From first line to last, output the records below exactly.
[Recorded data — start]
/*
 * Created on Thu Mar 16 2023
 *
 * This file is a part of Skytree
 * Skytree is a free and open-source distributed dataset tree written by
 * Sayan Nandan ("the Author") with the vision to provide an ordered,
 * dynamically rebalancing partition of the keyspace without compromising
 * on correctness or availability.
 *
 * Copyright (c) 2023, Sayan Nandan <ohsayan@outlook.com>
 *
 * This program is free software: you can redistribute it and/or modify
 * it under the terms of the GNU Affero General Public License as published by
 * the Free Software Foundation, either version 3 of the License, or
 * (at your option) any later version.
 *
 * This program is distributed in the hope that it will be useful,
 * but WITHOUT ANY WARRANTY; without even the implied warranty of
 * MERCHANTABILITY or FITNESS FOR A PARTICULAR PURPOSE. See the
 * GNU Affero General Public License for more details.
 *
 * You should have received a copy of the GNU Affero General Public License
 * along with this program. If not, see <https://www.gnu.org/licenses/>.
 *
*/

//! Participant roles shared by the structural transactions: starting a fresh
//! node under a parent, absorbing kids, handing kids over and switching
//! parents.

use super::{spawn_kid, RoleController};
use crate::keyspace::Interval;
use crate::msg::{MessageKind, ParticipantConfig, RoleHandle, RoleMessage};
use crate::node::kids::KidSet;
use crate::util::TreeResult;
use std::collections::HashSet;

/// Initialize a freshly spawned node under `parent`, covering `interval`.
/// Nodes above height 1 start with a single kid spawned inline, inside the
/// same transaction
pub(super) async fn start_data_node(
    controller: &RoleController,
    parent: RoleHandle,
    interval: Interval,
) -> TreeResult<()> {
    let node = controller.node();
    *node.parent.borrow_mut() = Some(controller.role_handle_to_node_handle(&parent));
    *node.kids.borrow_mut() = KidSet::new(interval.lo, interval.hi);

    if node.height() > 1 {
        log::info!("node {} starting with a single kid", node.id());
        spawn_kid::spawn_kid(controller, false, false).await?;
    } else {
        log::info!(
            "node {} starting without kids at height {}",
            node.id(),
            node.height()
        );
    }

    controller.send(
        &parent,
        RoleMessage::HelloParent {
            kid: controller.new_handle(parent.id()),
            kid_summary: Some(node.kid_summary_message()),
            interval: Some(interval),
        },
    );
    node.check_limits();
    Ok(())
}

/// Like [`grow_absorber`], but for a node that is just starting up: install
/// the (typically empty) interval first
pub(super) async fn new_absorber(
    controller: &RoleController,
    parent: RoleHandle,
    interval: Interval,
) -> TreeResult<()> {
    *controller.node().kids.borrow_mut() = KidSet::new(interval.lo, interval.hi);
    log::debug!("node {} dispatching to the absorber role", controller.node().id());
    grow_absorber(controller, parent).await
}

/// Adopt all the kids handed over by another role, growing leftward to the
/// announced boundary
pub(super) async fn grow_absorber(
    controller: &RoleController,
    parent: RoleHandle,
) -> TreeResult<()> {
    let node = controller.node();
    controller.send(
        &parent,
        RoleMessage::HelloParent {
            kid: controller.new_handle(parent.id()),
            kid_summary: Some(node.kid_summary_message()),
            interval: None,
        },
    );

    let (message, _sender) = controller.listen(MessageKind::AbsorbTheseKids).await?;
    let (kid_ids, left_endpoint) = expect_message!(
        message,
        RoleMessage::AbsorbTheseKids { kid_ids, left_endpoint } => (kid_ids, left_endpoint)
    );
    node.kids.borrow_mut().grow_left(left_endpoint);

    log::debug!("node {} waiting for hellos from kids", node.id());
    let mut expected: HashSet<_> = kid_ids.into_iter().collect();
    while !expected.is_empty() {
        let (message, sender) = controller.listen(MessageKind::HelloParent).await?;
        let (kid, kid_summary, interval) = expect_message!(
            message,
            RoleMessage::HelloParent { kid, kid_summary, interval } => (kid, kid_summary, interval)
        );
        if !expected.remove(&sender) {
            return Err(crate::util::Error::internal(format!(
                "hello from {}, which is not an expected kid",
                sender
            )));
        }
        let interval = interval.ok_or_else(|| {
            crate::util::Error::internal("a fostered kid said hello without an interval")
        })?;
        node.kids.borrow_mut().add_kid(
            controller.role_handle_to_node_handle(&kid),
            interval,
            kid_summary,
        )?;
    }
    log::debug!("node {} got hellos from all kids", node.id());

    controller.send(
        &parent,
        RoleMessage::FinishedAbsorbing {
            summary: node.kid_summary_message(),
            new_interval: node.kids.borrow().interval(),
        },
    );
    node.send_kid_summary();
    node.check_limits();
    Ok(())
}

/// Transfer all of this node's kids to an absorber, then leave the system
pub(super) async fn absorbee(
    controller: &RoleController,
    parent: RoleHandle,
    absorber: RoleHandle,
) -> TreeResult<()> {
    let node = controller.node();
    log::info!("node {} being absorbed by {}", node.id(), absorber.id());

    let kid_entries: Vec<_> = {
        let kids = node.kids.borrow();
        kids.iter().map(|(id, e)| (id, e.handle)).collect()
    };
    controller.send(
        &absorber,
        RoleMessage::AbsorbTheseKids {
            kid_ids: kid_entries.iter().map(|(id, _)| *id).collect(),
            left_endpoint: node.kids.borrow().left(),
        },
    );
    for (kid_id, handle) in &kid_entries {
        controller.enlist(
            handle,
            ParticipantConfig::FosterChild {
                old_parent: controller.new_handle(*kid_id),
                new_parent: controller.transfer_handle(&absorber, *kid_id),
            },
        )?;
    }

    log::debug!("node {} waiting for goodbyes from kids", node.id());
    let mut expected: HashSet<_> = kid_entries.iter().map(|(id, _)| *id).collect();
    while !expected.is_empty() {
        let (_message, sender) = controller.listen(MessageKind::GoodbyeParent).await?;
        expected.remove(&sender);
    }
    log::debug!("node {} got goodbyes from all kids", node.id());

    controller.send(&parent, RoleMessage::GoodbyeParent);
    node.terminate();
    Ok(())
}

/// Switch the parent of this node
pub(super) async fn foster_child(
    controller: &RoleController,
    old_parent: RoleHandle,
    new_parent: RoleHandle,
) -> TreeResult<()> {
    let node = controller.node();
    log::info!(
        "node {} leaving old parent {} for new parent {}",
        node.id(),
        old_parent.id(),
        new_parent.id()
    );
    controller.send(&old_parent, RoleMessage::GoodbyeParent);
    controller.send(
        &new_parent,
        RoleMessage::HelloParent {
            kid: controller.new_handle(new_parent.id()),
            kid_summary: Some(node.kid_summary_message()),
            interval: Some(node.kids.borrow().interval()),
        },
    );
    *node.parent.borrow_mut() = Some(controller.role_handle_to_node_handle(&new_parent));
    node.send_kid_summary();
    node.check_limits();
    Ok(())
}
[Recorded data — finish]
● **Task result**:
/*
 * Created on Thu Mar 16 2023
 *
 * This file is a part of Skytree
 * Skytree is a free and open-source distributed dataset tree written by
 * Sayan Nandan ("the Author") with the vision to provide an ordered,
 * dynamically rebalancing partition of the keyspace without compromising
 * on correctness or availability.
 *
 * Copyright (c) 2023, Sayan Nandan <ohsayan@outlook.com>
 *
 * This program is free software: you can redistribute it and/or modify
 * it under the terms of the GNU Affero General Public License as published by
 * the Free Software Foundation, either version 3 of the License, or
 * (at your option) any later version.
 *
 * This program is distributed in the hope that it will be useful,
 * but WITHOUT ANY WARRANTY; without even the implied warranty of
 * MERCHANTABILITY or FITNESS FOR A PARTICULAR PURPOSE. See the
 * GNU Affero General Public License for more details.
 *
 * You should have received a copy of the GNU Affero General Public License
 * along with this program. If not, see <https://www.gnu.org/licenses/>.
 *
*/

//! Participant roles shared by the structural transactions: starting a fresh
//! node under a parent, absorbing kids, handing kids over and switching
//! parents.

use super::{spawn_kid, RoleController};
use crate::keyspace::Interval;
use crate::msg::{MessageKind, ParticipantConfig, RoleHandle, RoleMessage};
use crate::node::kids::KidSet;
use crate::util::TreeResult;
use std::collections::HashSet;

/// Initialize a freshly spawned node under `parent`, covering `interval`.
/// Nodes above height 1 start with a single kid spawned inline, inside the
/// same transaction
pub(super) async fn start_data_node(
    controller: &RoleController,
    parent: RoleHandle,
    interval: Interval,
) -> TreeResult<()> {
    let node = controller.node();
    *node.parent.borrow_mut() = Some(controller.role_handle_to_node_handle(&parent));
    *node.kids.borrow_mut() = KidSet::new(interval.lo, interval.hi);

    if node.height() > 1 {
        log::info!("node {} starting with a single kid", node.id());
        spawn_kid::spawn_kid(controller, false, false).await?;
    } else {
        log::info!(
            "node {} starting without kids at height {}",
            node.id(),
            node.height()
        );
    }

    controller.send(
        &parent,
        RoleMessage::HelloParent {
            kid: controller.new_handle(parent.id()),
            kid_summary: Some(node.kid_summary_message()),
            interval: Some(interval),
        },
    );
    node.check_limits();
    Ok(())
}

/// Like [`grow_absorber`], but for a node that is just starting up: install
/// the (typically empty) interval first
pub(super) async fn new_absorber(
    controller: &RoleController,
    parent: RoleHandle,
    interval: Interval,
) -> TreeResult<()> {
    *controller.node().kids.borrow_mut() = KidSet::new(interval.lo, interval.hi);
    log::debug!("node {} dispatching to the absorber role", controller.node().id());
    grow_absorber(controller, parent).await
}

/// Adopt all the kids handed over by another role, growing leftward to the
/// announced boundary
pub(super) async fn grow_absorber(
    controller: &RoleController,
    parent: RoleHandle,
) -> TreeResult<()> {
    let node = controller.node();
    controller.send(
        &parent,
        RoleMessage::HelloParent {
            kid: controller.new_handle(parent.id()),
            kid_summary: Some(node.kid_summary_message()),
            interval: None,
        },
    );

    let (message, _sender) = controller.listen(MessageKind::AbsorbTheseKids).await?;
    let (kid_ids, left_endpoint) = expect_message!(
        message,
        RoleMessage::AbsorbTheseKids { kid_ids, left_endpoint } => (kid_ids, left_endpoint)
    );
    node.kids.borrow_mut().grow_left(left_endpoint);

    log::debug!("node {} waiting for hellos from kids", node.id());
    let mut expected: HashSet<_> = kid_ids.into_iter().collect();
    while !expected.is_empty() {
        let (message, sender) = controller.listen(MessageKind::HelloParent).await?;
        let (kid, kid_summary, interval) = expect_message!(
            message,
            RoleMessage::HelloParent { kid, kid_summary, interval } => (kid, kid_summary, interval)
        );
        if !expected.remove(&sender) {
            return Err(crate::util::Error::internal(format!(
                "hello from {}, which is not an expected kid",
                sender
            )));
        }
        let interval = interval.ok_or_else(|| {
            crate::util::Error::internal("a fostered kid said hello without an interval")
        })?;
        node.kids.borrow_mut().add_kid(
            controller.role_handle_to_node_handle(&kid),
            interval,
            kid_summary,
        )?;
    }
    log::debug!("node {} got hellos from all kids", node.id());

    controller.send(
        &parent,
        RoleMessage::FinishedAbsorbing {
            summary: node.kid_summary_message(),
            new_interval: node.kids.borrow().interval(),
        },
    );
    node.send_kid_summary();
    node.check_limits();
    Ok(())
}

/// Transfer all of this node's kids to an absorber, then leave the system
pub(super) async fn absorbee(
    controller: &RoleController,
    parent: RoleHandle,
    absorber: RoleHandle,
) -> TreeResult<()> {
    let node = controller.node();
    log::info!("node {} being absorbed by {}", node.id(), absorber.id());

    let kid_entries: Vec<_> = {
        let kids = node.kids.borrow();
        kids.iter().map(|(id, e)| (id, e.handle)).collect()
    };
    controller.send(
        &absorber,
        RoleMessage::AbsorbTheseKids {
            kid_ids: kid_entries.iter().map(|(id, _)| *id).collect(),
            left_endpoint: node.kids.borrow().left(),
        },
    );
    for (kid_id, handle) in &kid_entries {
        controller.enlist(
            handle,
            ParticipantConfig::FosterChild {
                old_parent: controller.new_handle(*kid_id),
                new_parent: controller.transfer_handle(&absorber, *kid_id),
            },
        )?;
    }

    log::debug!("node {} waiting for goodbyes from kids", node.id());
    let mut expected: HashSet<_> = kid_entries.iter().map(|(id, _)| *id).collect();
    while !expected.is_empty() {
        let (_message, sender) = controller.listen(MessageKind::GoodbyeParent).await?;
        expected.remove(&sender);
    }
    log::debug!("node {} got goodbyes from all kids", node.id());

    controller.send(&parent, RoleMessage::GoodbyeParent);
    node.terminate();
    Ok(())
}

/// Switch the parent of this node
pub(super) async fn foster_child(
    controller: &RoleController,
    old_parent: RoleHandle,
    new_parent: RoleHandle,
) -> TreeResult<()> {
    let node = controller.node();
    log::info!(
        "node {} leaving old parent {} for new parent {}",
        node.id(),
        old_parent.id(),
        new_parent.id()
    );
    controller.send(&old_parent, RoleMessage::GoodbyeParent);
    controller.send(
        &new_parent,
        RoleMessage::HelloParent {
            kid: controller.new_handle(new_parent.id()),
            kid_summary: Some(node.kid_summary_message()),
            interval: Some(node.kids.borrow().interval()),
        },
    );
    *node.parent.borrow_mut() = Some(controller.role_handle_to_node_handle(&new_parent));
    node.send_kid_summary();
    node.check_limits();
    Ok(())
}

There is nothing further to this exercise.